Gorontalo — Universitas Muhammadiyah Gorontalo (UMGO) menjadi tuan rumah penyelenggaraan Gorontalo Symposium on Counter-Terrorism & AI-Powered Academic Writing yang berlangsung pada Senin (24/11/2025), di Aula Fakultas Kedokteran UMGO. Ajang ilmiah ini mempertemukan 25 akademisi dari berbagai perguruan tinggi dan lembaga riset untuk membahas pencegahan ekstremisme kekerasan dan pemanfaatan kecerdasan buatan dalam penulisan akademik.
Peserta simposium berasal dari beragam disiplin ilmu—mulai dari sosial-humaniora, hukum, pendidikan, kebijakan publik, komunikasi, ekonomi, hingga perikanan. Mereka memaparkan draf artikel ilmiah yang berorientasi pada penguatan budaya damai, kolaborasi riset, dan ketahanan nasional.
Wakil Rektor II UMGO, Dr. Salahudin Pakaya, M.H., dalam sambutannya menuturkan bahwa kampus harus menempatkan riset sebagai fondasi utama untuk mencapai daya saing global.
“Jika ingin menjadi perguruan tinggi unggul seperti kampus besar di Eropa, riset harus menjadi pondasinya. Inovasi lahir dari penelitian yang kuat. UMGO siap memperluas kerja sama produktif demi kemajuan daerah dan bangsa,” ujarnya.
Pada kesempatan itu, Dr. Salahudin turut menyerahkan buku Kesadaran Anak Muda kepada FKPT Gorontalo sebagai bentuk dukungan terhadap penguatan literasi damai dan moderasi beragama.
Direktur Pencegahan BNPT, Brigjen TNI Dr.

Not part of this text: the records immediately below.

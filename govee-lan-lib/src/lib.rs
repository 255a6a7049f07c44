//! # Govee LAN Control Library
//!
//! `govee-lan-lib` is a Rust library for controlling lights that speak the
//! vendor's local-network UDP protocol (the "LAN API"). It provides a
//! retrying command client, multi-interface device discovery, a daily
//! automation scheduler, and a bounded log of outgoing packets for
//! diagnostics.
//!
//! ## Features
//!
//! - Device discovery on every local IPv4 interface via multicast and broadcast
//! - Power, brightness, RGB color, color temperature and scene commands
//! - Daily time-of-day automation rules that fire once per minute per day
//! - A ring buffer of the last packets sent, with hex and text dumps
//!
//! ## Example
//!
//! Here is a simple example of how to find devices and turn the first one on:
//!
//! ```no_run
//! use govee_lan_lib::control_interface::ControlInterface;
//! use govee_lan_lib::util::discovery::Discovery;
//! use std::time::Duration;
//!
//! #[tokio::main]
//! async fn main() {
//!     let devices = Discovery::find_devices(Duration::from_secs(2)).await;
//!
//!     if let Some(device) = devices.first() {
//!         let control = ControlInterface::new(&device.ip_address.to_string());
//!         control.turn_on().await;
//!         println!("Status: {:?}", control.get_status().await);
//!     }
//! }
//! ```
//!
//! Commands never fail: a device that does not answer yields `None` after the
//! configured retries, the same as a device that is offline.
//!
//! ## Disclaimer
//!
//! This project is not affiliated with, authorized by, endorsed by, or in any way officially connected
//! with Govee or its affiliates.
//!
//! ## License
//!
//! This project is dual-licensed under the MIT License and the Apache License, Version 2.0.
//! You may choose to use either license, depending on your project needs.

// The `control_interface` module provides the protocol client for a single
// device: the shared device target, the retry policy, and the convenience
// commands built on top of a raw send.
//
// Example usage:
//
// ```
// use govee_lan_lib::control_interface::ControlInterface;
//
// #[tokio::main]
// async fn main() {
//     let control = ControlInterface::new("192.168.1.66");
//     control.set_rgb(255, 80, 0).await;
// }
// ```
pub mod control_interface;

// The `automation` module contains the daily rule model, the rule file
// format, and the background scheduler that fires due rules.
pub mod automation;

// The `util` module holds the wire envelope, the transport and probe traits
// with their UDP implementations, device discovery, and the packet monitor.
pub mod util;
use anyhow::Context;
use serde_json::{json, Map, Value};

/// The wire unit of the LAN API.
///
/// Every command travels as a top-level JSON object of the form
/// `{"msg": {"cmd": <name>, "data": {...}}}`. Some devices additionally want
/// the `device` and `sku` identifiers at the top level; those are merged in
/// by [`CommandEnvelope::with_identity`] only where the payload does not
/// already carry them.
#[derive(Debug, Clone, PartialEq)]
pub struct CommandEnvelope {
    payload: Map<String, Value>,
}

impl CommandEnvelope {
    pub fn new(cmd: &str, data: Map<String, Value>) -> Self {
        let mut msg = Map::new();
        msg.insert("cmd".to_string(), Value::String(cmd.to_string()));
        msg.insert("data".to_string(), Value::Object(data));

        let mut payload = Map::new();
        payload.insert("msg".to_string(), Value::Object(msg));
        CommandEnvelope { payload }
    }

    /// Wraps a payload that was built elsewhere and already contains `msg`.
    pub fn from_payload(payload: Map<String, Value>) -> Self {
        CommandEnvelope { payload }
    }

    fn from_data(cmd: &str, data: Value) -> Self {
        match data {
            Value::Object(map) => Self::new(cmd, map),
            _ => Self::new(cmd, Map::new()),
        }
    }

    /// `turn` with `value` 1 (on) or 0 (off).
    pub fn turn(on: bool) -> Self {
        Self::from_data("turn", json!({ "value": if on { 1 } else { 0 } }))
    }

    /// `brightness`; the value is expected to be clamped already.
    pub fn brightness(value: u8) -> Self {
        Self::from_data("brightness", json!({ "value": value }))
    }

    pub fn color_rgb(red: u8, green: u8, blue: u8) -> Self {
        Self::from_data(
            "colorwc",
            json!({ "color": { "r": red, "g": green, "b": blue } }),
        )
    }

    pub fn color_temperature(kelvin: u16) -> Self {
        Self::from_data("colorwc", json!({ "colorTemInKelvin": kelvin }))
    }

    pub fn scene(scene_id: u32) -> Self {
        Self::from_data("scene", json!({ "sceneId": scene_id }))
    }

    pub fn dev_status() -> Self {
        Self::new("devStatus", Map::new())
    }

    /// The discovery probe multicast and broadcast by the scanner.
    pub fn scan() -> Self {
        Self::from_data("scan", json!({ "account_topic": "reserve" }))
    }

    /// Merges `device` and `sku` into the top level of the payload.
    ///
    /// Empty identifiers are ignored, and keys already present in the payload
    /// are never overwritten.
    pub fn with_identity(mut self, device: Option<&str>, sku: Option<&str>) -> Self {
        for (key, value) in [("device", device), ("sku", sku)] {
            if let Some(value) = value.filter(|v| !v.is_empty()) {
                self.payload
                    .entry(key.to_string())
                    .or_insert_with(|| Value::String(value.to_string()));
            }
        }
        self
    }

    /// The command name, if the payload carries a well-formed `msg.cmd`.
    pub fn command(&self) -> Option<&str> {
        self.payload.get("msg")?.get("cmd")?.as_str()
    }

    /// The `msg.data` object, if present.
    pub fn data(&self) -> Option<&Map<String, Value>> {
        self.payload.get("msg")?.get("data")?.as_object()
    }

    pub fn payload(&self) -> &Map<String, Value> {
        &self.payload
    }

    pub fn to_value(&self) -> Value {
        Value::Object(self.payload.clone())
    }

    /// Serializes the envelope to the UTF-8 JSON bytes put on the wire.
    pub fn to_bytes(&self) -> anyhow::Result<Vec<u8>> {
        serde_json::to_vec(&self.payload).context("Failed to serialize command envelope")
    }
}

Sigit Karyadi, S.H., M.H., menekankan pentingnya peran perguruan tinggi dalam menghadapi dinamika terorisme di era global.
“Akademisi memegang tiga peran strategis: menguasai pengetahuan ilmiah, membentuk karakter mahasiswa yang cinta damai, dan mengabdi kepada masyarakat melalui edukasi publik tentang toleransi. Kerja sama multidisiplin seperti ini akan memperkuat keamanan negara,” tegasnya.
Ketua FKPT Gorontalo sekaligus Founder The Gorontalo Institute, Dr. Funco Tanipu, M.A., mengapresiasi UMGO sebagai penyelenggara utama forum ilmiah tersebut.
“Ini simposium pertama di Gorontalo yang mempertemukan lintas instansi, lintas kampus, dan lintas peneliti dalam satu ruang untuk membahas isu spesifik terorisme. Semua peserta hadir sebagai narasumber,” katanya.
Ia berharap simposium ini dapat berlanjut dalam bentuk publikasi jurnal, prosiding, maupun buku ber-ISBN, serta membuka ruang-ruang kolaborasi riset antarperguruan tinggi.
Gelaran yang diikuti 25 akademisi itu berlangsung interaktif dengan diskusi tematik mengenai ekstremisme, perdamaian, literasi digital, hingga pemanfaatan AI untuk meningkatkan mutu penulisan akademik dan publikasi ilmiah.
Panitia menutup kegiatan dengan harapan bahwa forum ini dapat menjadi momentum baru dalam memperkuat kontribusi akademisi terhadap terciptanya masyarakat yang toleran, aman, dan berdaya saing.
Damailah Indonesiaku Bersama Cegah Terorisme!